Work task
For the data below, the lines that hold "EntityTable" should be counted; only the resulting number is expected.

─── Dataset extract ───

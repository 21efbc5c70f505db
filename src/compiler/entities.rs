//! Entity deduplication.
//!
//! Three scans (numeric, text, boolean) walk every visible widget and declare
//! one Home Assistant sensor per unique `(entity, attribute)` pair. All scans
//! share one [`EntityTable`], so a reference declared by a plugin, by the
//! hardware sensors or by an earlier scan is never declared again.

use crate::compiler::ir::Node;
use crate::constants::MAX_ID_LENGTH;
use crate::models::{ConditionOperator, EntityState, Widget};
use std::collections::{BTreeMap, HashMap, HashSet};

/// Domains whose state is always text.
pub const TEXT_DOMAINS: [&str; 8] = [
    "text_sensor.",
    "weather.",
    "calendar.",
    "person.",
    "device_tracker.",
    "sun.",
    "update.",
    "scene.",
];

/// Domains whose state is on/off.
pub const BINARY_DOMAINS: [&str; 8] = [
    "binary_sensor.",
    "switch.",
    "light.",
    "input_boolean.",
    "fan.",
    "cover.",
    "vacuum.",
    "lock.",
];

/// Widget types whose bare references default to the `sensor.` domain.
pub const SENSOR_PREFIX_TYPES: [&str; 7] = [
    "progress_bar",
    "sensor_text",
    "graph",
    "battery_icon",
    "wifi_signal",
    "ondevice_temperature",
    "ondevice_humidity",
];

/// Condition values that still read as booleans.
const BOOLEAN_KEYWORDS: [&str; 6] = ["on", "off", "true", "false", "online", "offline"];

/// Suffix appended to text sensor ids.
pub const TEXT_ID_SUFFIX: &str = "_txt";

/// Inferred data kind of a reference.
#[derive(Debug, Clone, Copy, PartialEq, Eq, Hash)]
pub enum EntityKind {
    /// Floating point state (`sensor:`)
    Numeric,
    /// String state (`text_sensor:`)
    Text,
    /// On/off state (`binary_sensor:`)
    Binary,
}

impl EntityKind {
    /// Parses an explicit `entity_kind` hint.
    pub fn from_hint(value: &str) -> Option<Self> {
        match value.trim().to_lowercase().as_str() {
            "numeric" | "number" | "sensor" => Some(Self::Numeric),
            "text" | "string" | "text_sensor" => Some(Self::Text),
            "binary" | "boolean" | "binary_sensor" => Some(Self::Binary),
            _ => None,
        }
    }

    /// Top-level section the kind is declared in.
    pub const fn section(self) -> &'static str {
        match self {
            Self::Numeric => "sensor",
            Self::Text => "text_sensor",
            Self::Binary => "binary_sensor",
        }
    }
}

/// Replaces every character outside `[A-Za-z0-9_]` with an underscore.
pub fn sanitize(value: &str) -> String {
    value
        .chars()
        .map(|c| if c.is_ascii_alphanumeric() || c == '_' { c } else { '_' })
        .collect()
}

/// Truncates a sanitized id to the maximum identifier length.
pub fn truncate_id(id: &str) -> String {
    id.chars().take(MAX_ID_LENGTH).collect()
}

/// Returns true if the reference belongs to a text-only domain.
pub fn is_text_domain(entity: &str) -> bool {
    TEXT_DOMAINS.iter().any(|d| entity.starts_with(d))
}

/// Returns true if the reference belongs to an on/off domain.
pub fn is_binary_domain(entity: &str) -> bool {
    BINARY_DOMAINS.iter().any(|d| entity.starts_with(d))
}

/// Root segment of an attribute path (`forecast[0].condition` → `forecast`).
pub fn attribute_root(attribute: &str) -> &str {
    attribute
        .split(|c| c == '.' || c == '[')
        .next()
        .unwrap_or(attribute)
}

/// Primary reference of a widget with the implicit `sensor.` prefix applied.
pub fn primary_reference(widget: &Widget) -> Option<String> {
    let entity = widget.entity()?;
    if SENSOR_PREFIX_TYPES.contains(&widget.kind.as_str()) && !entity.contains('.') {
        Some(format!("sensor.{entity}"))
    } else {
        Some(entity.to_string())
    }
}

/// Returns true if a condition value should be compared as a string.
pub fn is_string_condition_value(state: &str) -> bool {
    let state = state.trim();
    !state.is_empty()
        && state.parse::<f64>().is_err()
        && !BOOLEAN_KEYWORDS.contains(&state.to_lowercase().as_str())
}

/// Returns true if the snapshot holds a non-numeric value for the reference.
pub fn is_state_non_numeric(
    states: &BTreeMap<String, EntityState>,
    entity: &str,
    attribute: Option<&str>,
) -> bool {
    let Some(state) = states.get(entity) else {
        return false;
    };
    let value = match attribute {
        Some(attr) => state.attributes.get(attr),
        None => state.state.as_ref(),
    };
    let text = match value {
        Some(serde_json::Value::String(s)) => s.trim().to_string(),
        Some(serde_json::Value::Number(_)) | None | Some(serde_json::Value::Null) => {
            return false
        }
        Some(other) => other.to_string(),
    };
    !text.is_empty() && text.parse::<f64>().is_err()
}

/// A data source reference.
#[derive(Debug, Clone, PartialEq, Eq, Hash)]
pub struct EntityKey {
    /// Entity id (`sensor.outdoor_temp`)
    pub source: String,
    /// Optional attribute (already cut to its root for text sensors)
    pub attribute: Option<String>,
}

impl EntityKey {
    /// Creates a key; blank attributes are dropped.
    pub fn new(source: impl Into<String>, attribute: Option<&str>) -> Self {
        Self {
            source: source.into(),
            attribute: attribute
                .map(str::trim)
                .filter(|a| !a.is_empty())
                .map(str::to_string),
        }
    }

    /// Dedup key: `entity` or `entity__attr__attribute`.
    pub fn raw_key(&self) -> String {
        match &self.attribute {
            Some(attr) => format!("{}__attr__{}", self.source, attr),
            None => self.source.clone(),
        }
    }

    /// Generated component id for the given kind.
    ///
    /// Text ids keep their `_txt` suffix; the base is shortened instead so the
    /// whole id still fits the identifier limit.
    pub fn sensor_id(&self, kind: EntityKind) -> String {
        let base = match &self.attribute {
            Some(attr) => sanitize(&format!("{}_{}", self.source, attr)),
            None => sanitize(&self.source),
        };
        match kind {
            EntityKind::Text => {
                let room = MAX_ID_LENGTH - TEXT_ID_SUFFIX.len();
                let base: String = base.chars().take(room).collect();
                format!("{base}{TEXT_ID_SUFFIX}")
            }
            EntityKind::Numeric | EntityKind::Binary => truncate_id(&base),
        }
    }
}

/// A reference that has been declared.
#[derive(Debug, Clone, PartialEq, Eq)]
pub struct Declared {
    /// Component id
    pub id: String,
    /// Section it lives in
    pub kind: EntityKind,
}

/// Shared "seen" state for all scans of one compilation.
#[derive(Debug, Clone, Default)]
pub struct EntityTable {
    by_key: HashMap<String, Declared>,
    ids: HashSet<String>,
}

impl EntityTable {
    /// Creates an empty table.
    pub fn new() -> Self {
        Self::default()
    }

    /// Returns true if the key or the id has been declared.
    pub fn is_seen(&self, key: &EntityKey, id: &str) -> bool {
        self.by_key.contains_key(&key.raw_key()) || self.ids.contains(id)
    }

    /// Reserves an id that is declared elsewhere (hardware sensors).
    pub fn reserve_id(&mut self, id: impl Into<String>) {
        self.ids.insert(id.into());
    }

    /// Reserves an id, returning false if it was already taken.
    pub fn reserve_new(&mut self, id: &str) -> bool {
        self.ids.insert(id.to_string())
    }

    /// Records an existing declaration.
    pub fn record(&mut self, key: &EntityKey, id: impl Into<String>, kind: EntityKind) {
        let id = id.into();
        self.ids.insert(id.clone());
        self.by_key
            .entry(key.raw_key())
            .or_insert(Declared { id, kind });
    }

    /// Declares a reference if neither its key nor its id has been seen.
    ///
    /// Returns the declaration node for new references, `None` otherwise.
    pub fn declare(&mut self, key: &EntityKey, kind: EntityKind) -> Option<Node> {
        let id = key.sensor_id(kind);
        if self.is_seen(key, &id) {
            return None;
        }
        self.record(key, id.clone(), kind);
        Some(homeassistant_declaration(key, &id))
    }

    /// Records every declaration of a plugin-built section.
    ///
    /// Declarations without an `entity_id` only reserve their id.
    pub fn seed_from(&mut self, items: &[Node], kind: EntityKind) {
        for item in items {
            let Some(id) = item.get("id").and_then(Node::as_scalar) else {
                continue;
            };
            match item.get("entity_id").and_then(Node::as_scalar) {
                Some(entity) => {
                    let attribute = item.get("attribute").and_then(Node::as_scalar);
                    self.record(&EntityKey::new(entity, attribute), id, kind);
                }
                None => self.reserve_id(id),
            }
        }
    }

    /// Looks up a declared reference.
    pub fn lookup(&self, key: &EntityKey) -> Option<&Declared> {
        self.by_key.get(&key.raw_key())
    }

    /// Number of declared references.
    pub fn len(&self) -> usize {
        self.by_key.len()
    }

    /// Returns true when nothing has been declared.
    pub fn is_empty(&self) -> bool {
        self.by_key.is_empty()
    }
}

/// Builds a `platform: homeassistant` declaration.
pub fn homeassistant_declaration(key: &EntityKey, id: &str) -> Node {
    Node::map()
        .with("platform", Node::scalar("homeassistant"))
        .with("id", Node::scalar(id))
        .with("entity_id", Node::scalar(&key.source))
        .with_opt("attribute", key.attribute.as_ref().map(Node::scalar))
        .with("internal", Node::scalar(true))
}

fn hint(widget: &Widget) -> Option<EntityKind> {
    widget
        .prop_str("entity_kind")
        .and_then(|h| EntityKind::from_hint(&h))
}

fn prop_trimmed(widget: &Widget, key: &str) -> Option<String> {
    widget
        .prop_str(key)
        .map(|s| s.trim().to_string())
        .filter(|s| !s.is_empty())
}

/// Scans for numeric references.
pub fn scan_numeric(
    widgets: &[&Widget],
    table: &mut EntityTable,
    states: &BTreeMap<String, EntityState>,
) -> Vec<Node> {
    let mut out = Vec::new();
    for widget in widgets.iter().filter(|w| !w.hidden) {
        if widget.flag("is_local_sensor") {
            continue;
        }
        let Some(entity) = primary_reference(widget) else {
            continue;
        };
        let attribute = prop_trimmed(widget, "attribute");

        match hint(widget) {
            Some(EntityKind::Text | EntityKind::Binary) => continue,
            Some(EntityKind::Numeric) => {
                if !entity.contains('.') {
                    continue;
                }
            }
            None => {
                if widget.kind == "sensor_text"
                    && (widget.flag("is_text_sensor")
                        || attribute.as_deref().is_some_and(|attr| {
                            is_state_non_numeric(states, &entity, Some(attr))
                        }))
                {
                    continue;
                }
                if matches!(widget.kind.as_str(), "calendar" | "lvgl_dropdown") {
                    continue;
                }
                if !entity.contains('.') || is_text_domain(&entity) || is_binary_domain(&entity)
                {
                    continue;
                }
            }
        }

        let key = EntityKey::new(entity, attribute.as_deref());
        if let Some(decl) = table.declare(&key, EntityKind::Numeric) {
            out.push(decl);
        }
    }
    out
}

/// Scans for text references (condition, primary and secondary).
pub fn scan_text(
    widgets: &[&Widget],
    table: &mut EntityTable,
    states: &BTreeMap<String, EntityState>,
) -> Vec<Node> {
    let mut out = Vec::new();
    for widget in widgets.iter().filter(|w| !w.hidden) {
        if widget.flag("is_local_sensor") {
            continue;
        }
        let hinted = hint(widget);
        let forced_text = hinted == Some(EntityKind::Text)
            || (widget.kind == "sensor_text" && widget.flag("is_text_sensor"));

        if let Some(cond) = widget.condition() {
            let string_cond = cond.operator != ConditionOperator::Range
                && is_string_condition_value(cond.state_str());
            if is_text_domain(&cond.entity) || string_cond {
                let key = EntityKey::new(cond.entity.clone(), None);
                if let Some(decl) = table.declare(&key, EntityKind::Text) {
                    out.push(decl);
                }
            }
        }

        let refs = [
            (widget.entity().map(str::to_string), prop_trimmed(widget, "attribute")),
            (widget.entity2().map(str::to_string), prop_trimmed(widget, "attribute2")),
        ];
        for (entity, attribute) in refs {
            let Some(entity) = entity else { continue };
            let non_numeric = attribute
                .as_deref()
                .is_some_and(|attr| is_state_non_numeric(states, &entity, Some(attr)));
            let is_text = match hinted {
                Some(EntityKind::Numeric | EntityKind::Binary) => false,
                _ => is_text_domain(&entity) || forced_text || non_numeric,
            };
            if !is_text {
                continue;
            }

            let root = attribute.as_deref().map(attribute_root);
            let key = EntityKey::new(entity, root);
            if let Some(decl) = table.declare(&key, EntityKind::Text) {
                out.push(decl);
            }
        }
    }
    out
}

/// Scans for on/off references (condition and primary).
pub fn scan_binary(widgets: &[&Widget], table: &mut EntityTable) -> Vec<Node> {
    let mut out = Vec::new();
    for widget in widgets.iter().filter(|w| !w.hidden) {
        let condition = widget.condition().map(|c| c.entity);
        let primary = widget.entity().map(str::to_string);
        let hinted_binary = hint(widget) == Some(EntityKind::Binary);

        for (entity, is_primary) in [(condition, false), (primary, true)] {
            let Some(entity) = entity else { continue };
            if !(is_binary_domain(&entity) || (is_primary && hinted_binary)) {
                continue;
            }
            let key = EntityKey::new(entity, None);
            if let Some(decl) = table.declare(&key, EntityKind::Binary) {
                out.push(decl);
            }
        }
    }
    out
}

───

Result of this exercise
6